ВОПРОС: Пытаясь сделать так, чтоб войска ввели, КГБ все-таки ошибался, или у них были свои планы, интересы?
ГОРЕЛОВ: Я не знаю, какие у них были интересы. Может быть, поднять свой престиж. В их беспомощности я убедился, когда брали дворец Амина, когда Амина били.
Они же руководили, организовывали штурм дворца. И это при живом военном советнике, генерал-полковнике, заместителе командующего округом Магомедове. Ему не доверяли, все руководство взяли на себя. И доруководились. Стали атаковать дворец-форт. А там же наш батальон — при мне еще был введен, — который охранял резиденцию Амина. Они все ходили в афганской форме.
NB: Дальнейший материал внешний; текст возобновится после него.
use std::fmt;

use rust_decimal::Decimal;

/// Location of a token in the source text.
#[derive(Debug, Clone, Copy, PartialEq, Eq, Hash, Default)]
pub struct Position {
    /// Character index from the start of the input
    pub offset: usize,
    /// 1-based line number
    pub line: usize,
    /// 1-based column number
    pub column: usize,
}

impl Position {
    pub fn new(offset: usize, line: usize, column: usize) -> Self {
        Position {
            offset,
            line,
            column,
        }
    }
}

impl fmt::Display for Position {
    fn fmt(&self, f: &mut fmt::Formatter<'_>) -> fmt::Result {
        write!(f, "{}:{}", self.line, self.column)
    }
}

/// Classification of a lexical token.
#[derive(Debug, Clone, Copy, PartialEq, Eq, Hash)]
pub enum TokenKind {
    /// Whole number
    ///
    /// # Examples
    /// ```text
    /// 42
    /// 0
    /// ```
    Integer,

    /// Number with a fractional part
    ///
    /// # Examples
    /// ```text
    /// 3.141592
    /// 6.3
    /// ```
    Float,

    /// String literal enclosed in double or single quotes
    ///
    /// # Examples
    /// ```text
    /// "hello"
    /// 'item #1'
    /// ```
    String,

    /// Bare word: field names, and the boolean words `true` / `false`
    Identifier,

    /// Single punctuation character (`+`, `-`, `.`, ...)
    Symbol,

    /// Reference into the data context (`$name`, `$0`)
    Reference,
}

impl fmt::Display for TokenKind {
    fn fmt(&self, f: &mut fmt::Formatter<'_>) -> fmt::Result {
        let name = match self {
            TokenKind::Integer => "Integer",
            TokenKind::Float => "Float",
            TokenKind::String => "String",
            TokenKind::Identifier => "Identifier",
            TokenKind::Symbol => "Symbol",
            TokenKind::Reference => "Reference",
        };
        f.write_str(name)
    }
}

/// A classified lexical unit.
///
/// `data` holds the payload the tokenizer extracted: the digits of a number,
/// the unescaped contents of a string, the name of a reference without its
/// `$`, or the character of a symbol.
#[derive(Debug, Clone, PartialEq, Eq, Hash)]
pub struct Token {
    pub kind: TokenKind,
    pub data: String,
    pub position: Position,
}

impl Token {
    pub fn new(kind: TokenKind, data: impl Into<String>, position: Position) -> Self {
        Token {
            kind,
            data: data.into(),
            position,
        }
    }

    /// True for a symbol token whose text is exactly `symbol`.
    pub fn is_symbol(&self, symbol: &str) -> bool {
        self.kind == TokenKind::Symbol && self.data == symbol
    }

    /// True for the identifiers `true` and `false`.
    pub fn is_boolean(&self) -> bool {
        self.kind == TokenKind::Identifier && (self.data == "true" || self.data == "false")
    }

    /// Integer value of an [`TokenKind::Integer`] token.
    ///
    /// Returns `None` for other kinds and for integers outside the `i64` range.
    pub fn as_integer(&self) -> Option<i64> {
        match self.kind {
            TokenKind::Integer => self.data.parse().ok(),
            _ => None,
        }
    }

    /// Exact decimal value of a numeric token.
    ///
    /// # Examples
    /// ```
    /// use heluna::{Position, Token, TokenKind};
    ///
    /// let token = Token::new(TokenKind::Float, "0.1", Position::default());
    /// assert_eq!(token.as_decimal().unwrap().to_string(), "0.1");
    /// ```
    pub fn as_decimal(&self) -> Option<Decimal> {
        match self.kind {
            TokenKind::Integer | TokenKind::Float => self.data.parse().ok(),
            _ => None,
        }
    }
}

impl fmt::Display for Token {
    fn fmt(&self, f: &mut fmt::Formatter<'_>) -> fmt::Result {
        match self.kind {
            TokenKind::String => write!(f, "{:?}", self.data),
            TokenKind::Reference => write!(f, "${}", self.data),
            _ => f.write_str(&self.data),
        }
    }
}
Во дворце и афганцы были — внутренняя охрана Амина. Их всех стали атаковать. Наши думают, что их атакуют какие-то мятежники. Атакующие думают, что атакуют афганцев. Все позалегли, не успев ничего понять. Тогда вводят в бой уже десантный батальон. Десант стал бить и тех и других. Сколько людей погибло! Это ж они руководили той операцией. Они армейцам не доверяли.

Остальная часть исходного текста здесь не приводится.